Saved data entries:
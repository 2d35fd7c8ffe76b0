//! MacroNode — one instantiation of a grammar macro
//!
//! Tags hold data, unique-tag and self-reference values in parameter order;
//! edges hold one structural link per label parameter. Neighbour links and
//! the `place` index are owned by the enclosing slice.

use super::edge::{Edge, LabelKind, RestoreHint};
use super::tag::Tag;
use crate::context::GenomeContext;
use crate::grammar::{Macro, ParameterKind};
use crate::ids::{IdGenerator, NodeId};
use log::debug;
use rand::Rng;
use std::sync::Arc;

#[derive(Debug, Clone)]
pub struct MacroNode {
    id: NodeId,
    def: Arc<Macro>,
    tags: Vec<Tag>,
    edges: Vec<Edge>,
    place: usize,
}

impl MacroNode {
    /// Instantiate `def` with random data and floating edges
    pub fn build_random(def: &Arc<Macro>, ctx: &mut GenomeContext) -> Self {
        let id = ctx.ids.next_node();
        let mut tags = Vec::new();
        let mut edges = Vec::new();
        for param in &def.parameters {
            match &param.kind {
                ParameterKind::Data(ty) => tags.push(Tag::new(&param.name, ty.randomize(&mut ctx.rng))),
                ParameterKind::UniqueTag => tags.push(Tag::new(&param.name, ctx.ids.next_unique_tag())),
                ParameterKind::SelfRef => tags.push(Tag::new(&param.name, id.to_string())),
                ParameterKind::InnerLabel(_) => edges.push(Edge::floating(&param.name, LabelKind::Inner)),
                ParameterKind::OuterLabel { .. } => {
                    edges.push(Edge::floating(&param.name, LabelKind::Outer))
                }
            }
        }
        Self {
            id,
            def: Arc::clone(def),
            tags,
            edges,
            place: 0,
        }
    }

    pub(crate) fn from_parts(id: NodeId, def: Arc<Macro>, tags: Vec<Tag>, edges: Vec<Edge>) -> Self {
        Self {
            id,
            def,
            tags,
            edges,
            place: 0,
        }
    }

    pub fn id(&self) -> &NodeId {
        &self.id
    }

    pub fn def(&self) -> &Arc<Macro> {
        &self.def
    }

    pub fn tags(&self) -> &[Tag] {
        &self.tags
    }

    pub fn edges(&self) -> &[Edge] {
        &self.edges
    }

    /// Index inside the owning slice
    pub fn place(&self) -> usize {
        self.place
    }

    pub(crate) fn set_place(&mut self, place: usize) {
        self.place = place;
    }

    pub fn tag(&self, name: &str) -> Option<&Tag> {
        self.tags.iter().find(|t| t.name == name)
    }

    pub fn edge(&self, name: &str) -> Option<&Edge> {
        self.edges.iter().find(|e| e.parameter() == name)
    }

    pub(crate) fn edge_mut(&mut self, name: &str) -> Option<&mut Edge> {
        self.edges.iter_mut().find(|e| e.parameter() == name)
    }

    pub(crate) fn edges_mut(&mut self) -> &mut [Edge] {
        &mut self.edges
    }

    pub fn has_floating_edges(&self) -> bool {
        self.edges.iter().any(Edge::is_floating)
    }

    /// Deep copy under a fresh id
    ///
    /// Attached edges become floating with the old target as prior target.
    pub fn clone_node(&self, ids: &mut IdGenerator) -> MacroNode {
        let hints = self
            .edges
            .iter()
            .map(|edge| match edge.hint() {
                Some(hint) => hint.clone(),
                None => RestoreHint {
                    prior_target: edge.target().cloned(),
                    ..RestoreHint::default()
                },
            })
            .collect();
        self.clone_with_hints(ids, hints)
    }

    /// Deep copy under a fresh id, one restore hint per edge
    pub(crate) fn clone_with_hints(&self, ids: &mut IdGenerator, hints: Vec<RestoreHint>) -> MacroNode {
        let id = ids.next_node();
        let tags = self
            .def
            .tag_parameters()
            .zip(&self.tags)
            .map(|(param, tag)| match param.kind {
                ParameterKind::UniqueTag => Tag::new(&tag.name, ids.next_unique_tag()),
                ParameterKind::SelfRef => Tag::new(&tag.name, id.to_string()),
                _ => tag.clone(),
            })
            .collect();
        let edges = self
            .edges
            .iter()
            .zip(hints)
            .map(|(edge, hint)| {
                let mut copy = Edge::floating(edge.parameter(), edge.kind());
                copy.float(hint);
                copy
            })
            .collect();
        MacroNode {
            id,
            def: Arc::clone(&self.def),
            tags,
            edges,
            place: self.place,
        }
    }

    /// Re-draw the parameter at `index`
    ///
    /// Data parameters get a new value; labels become floating with no
    /// history, so the next resolver pass picks a new target. Returns
    /// `false` for parameters that cannot change.
    pub fn randomize_parameter(&mut self, index: usize, ctx: &mut GenomeContext) -> bool {
        let def = Arc::clone(&self.def);
        let Some(param) = def.parameters.get(index) else {
            return false;
        };
        match &param.kind {
            ParameterKind::Data(ty) => {
                let value = ty.randomize(&mut ctx.rng);
                match self.tags.iter_mut().find(|t| t.name == param.name) {
                    Some(tag) => {
                        tag.value = value;
                        true
                    }
                    None => false,
                }
            }
            ParameterKind::InnerLabel(_) | ParameterKind::OuterLabel { .. } => {
                match self.edge_mut(&param.name) {
                    Some(edge) => {
                        edge.float(RestoreHint::default());
                        true
                    }
                    None => false,
                }
            }
            ParameterKind::UniqueTag | ParameterKind::SelfRef => false,
        }
    }

    /// Re-draw one randomly chosen mutable parameter
    pub fn randomize_random_parameter(&mut self, ctx: &mut GenomeContext) -> bool {
        let mutable: Vec<usize> = self
            .def
            .parameters
            .iter()
            .enumerate()
            .filter(|(_, p)| !matches!(p.kind, ParameterKind::UniqueTag | ParameterKind::SelfRef))
            .map(|(i, _)| i)
            .collect();
        if mutable.is_empty() {
            return false;
        }
        let index = mutable[ctx.rng.gen_range(0..mutable.len())];
        self.randomize_parameter(index, ctx)
    }

    /// Checks that need no knowledge of neighbours
    pub fn validate(&self) -> bool {
        let params: Vec<_> = self.def.tag_parameters().collect();
        if params.len() != self.tags.len() {
            debug!("Node {}: expected {} tags, found {}", self.id, params.len(), self.tags.len());
            return false;
        }
        for (param, tag) in params.iter().zip(&self.tags) {
            if param.name != tag.name {
                debug!("Node {}: tag '{}' where '{}' expected", self.id, tag.name, param.name);
                return false;
            }
            let ok = match &param.kind {
                ParameterKind::Data(ty) => ty.validate(&tag.value),
                ParameterKind::UniqueTag => !tag.value.is_empty(),
                ParameterKind::SelfRef => tag.value == self.id.as_str(),
                ParameterKind::InnerLabel(_) | ParameterKind::OuterLabel { .. } => false,
            };
            if !ok {
                debug!("Node {}: value '{}' invalid for '{}'", self.id, tag.value, tag.name);
                return false;
            }
        }

        let labels: Vec<_> = self.def.label_parameters().collect();
        if labels.len() != self.edges.len() {
            debug!("Node {}: expected {} edges, found {}", self.id, labels.len(), self.edges.len());
            return false;
        }
        for (param, edge) in labels.iter().zip(&self.edges) {
            let kind = match param.kind {
                ParameterKind::InnerLabel(_) => LabelKind::Inner,
                _ => LabelKind::Outer,
            };
            if param.name != edge.parameter() || kind != edge.kind() {
                debug!("Node {}: edge '{}' does not match its macro", self.id, edge.parameter());
                return false;
            }
            if edge.is_floating() {
                debug!("Node {}: edge '{}' is floating", self.id, edge.parameter());
                return false;
            }
        }
        true
    }
}

#[cfg(test)]
mod tests {
    use super::*;
    use crate::grammar::fixtures;

    fn program_macro(id: &str) -> Arc<Macro> {
        let grammar = fixtures::program();
        Arc::clone(grammar.subsection("main", "code").unwrap().macro_by_id(id).unwrap())
    }

    #[test]
    fn test_build_random() {
        let mut ctx = GenomeContext::seeded(1);
        let node = MacroNode::build_random(&program_macro("add"), &mut ctx);
        assert_eq!(node.tags().len(), 2);
        assert!(node.edges().is_empty());
        assert!(node.validate());

        let jmp = MacroNode::build_random(&program_macro("jmp"), &mut ctx);
        assert_eq!(jmp.edges().len(), 1);
        assert!(jmp.has_floating_edges());
        assert!(!jmp.validate());
        assert_ne!(node.id(), jmp.id());
    }

    #[test]
    fn test_identity_parameters() {
        let mut ctx = GenomeContext::seeded(2);
        let mark = MacroNode::build_random(&program_macro("mark"), &mut ctx);
        assert_eq!(mark.tag("me").unwrap().value, mark.id().as_str());
        assert!(mark.validate());

        let copy = mark.clone_node(&mut ctx.ids);
        assert_ne!(copy.id(), mark.id());
        assert_eq!(copy.tag("me").unwrap().value, copy.id().as_str());
        assert_ne!(copy.tag("u").unwrap().value, mark.tag("u").unwrap().value);
        assert!(copy.validate());
    }

    #[test]
    fn test_clone_keeps_data_and_floats_edges() {
        let mut ctx = GenomeContext::seeded(3);
        let add = MacroNode::build_random(&program_macro("add"), &mut ctx);
        let copy = add.clone_node(&mut ctx.ids);
        assert_eq!(copy.tags(), add.tags());

        let mut jmp = MacroNode::build_random(&program_macro("jmp"), &mut ctx);
        let target = NodeId::from("T");
        jmp.edge_mut("to").unwrap().attach(target.clone());
        assert!(jmp.edge("to").unwrap().target().is_some());

        let copy = jmp.clone_node(&mut ctx.ids);
        let hint = copy.edge("to").unwrap().hint().unwrap();
        assert_eq!(hint.prior_target.as_ref(), Some(&target));
    }

    #[test]
    fn test_randomize_parameter() {
        let mut ctx = GenomeContext::seeded(4);
        let mut jmp = MacroNode::build_random(&program_macro("jmp"), &mut ctx);
        jmp.edge_mut("to").unwrap().attach(NodeId::from("X"));
        assert!(jmp.randomize_parameter(0, &mut ctx));
        assert!(jmp.edge("to").unwrap().hint().unwrap().is_empty());

        let mut mark = MacroNode::build_random(&program_macro("mark"), &mut ctx);
        assert!(!mark.randomize_parameter(0, &mut ctx));
        assert!(!mark.randomize_random_parameter(&mut ctx));
        assert!(!mark.randomize_parameter(9, &mut ctx));

        let mut add = MacroNode::build_random(&program_macro("add"), &mut ctx);
        for _ in 0..10 {
            assert!(add.randomize_random_parameter(&mut ctx));
            assert!(add.validate());
        }
    }
}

■ About this exercise: Your reply should be one number: how many lines in the entries above contain the word "NodeId".

■ Response box: 6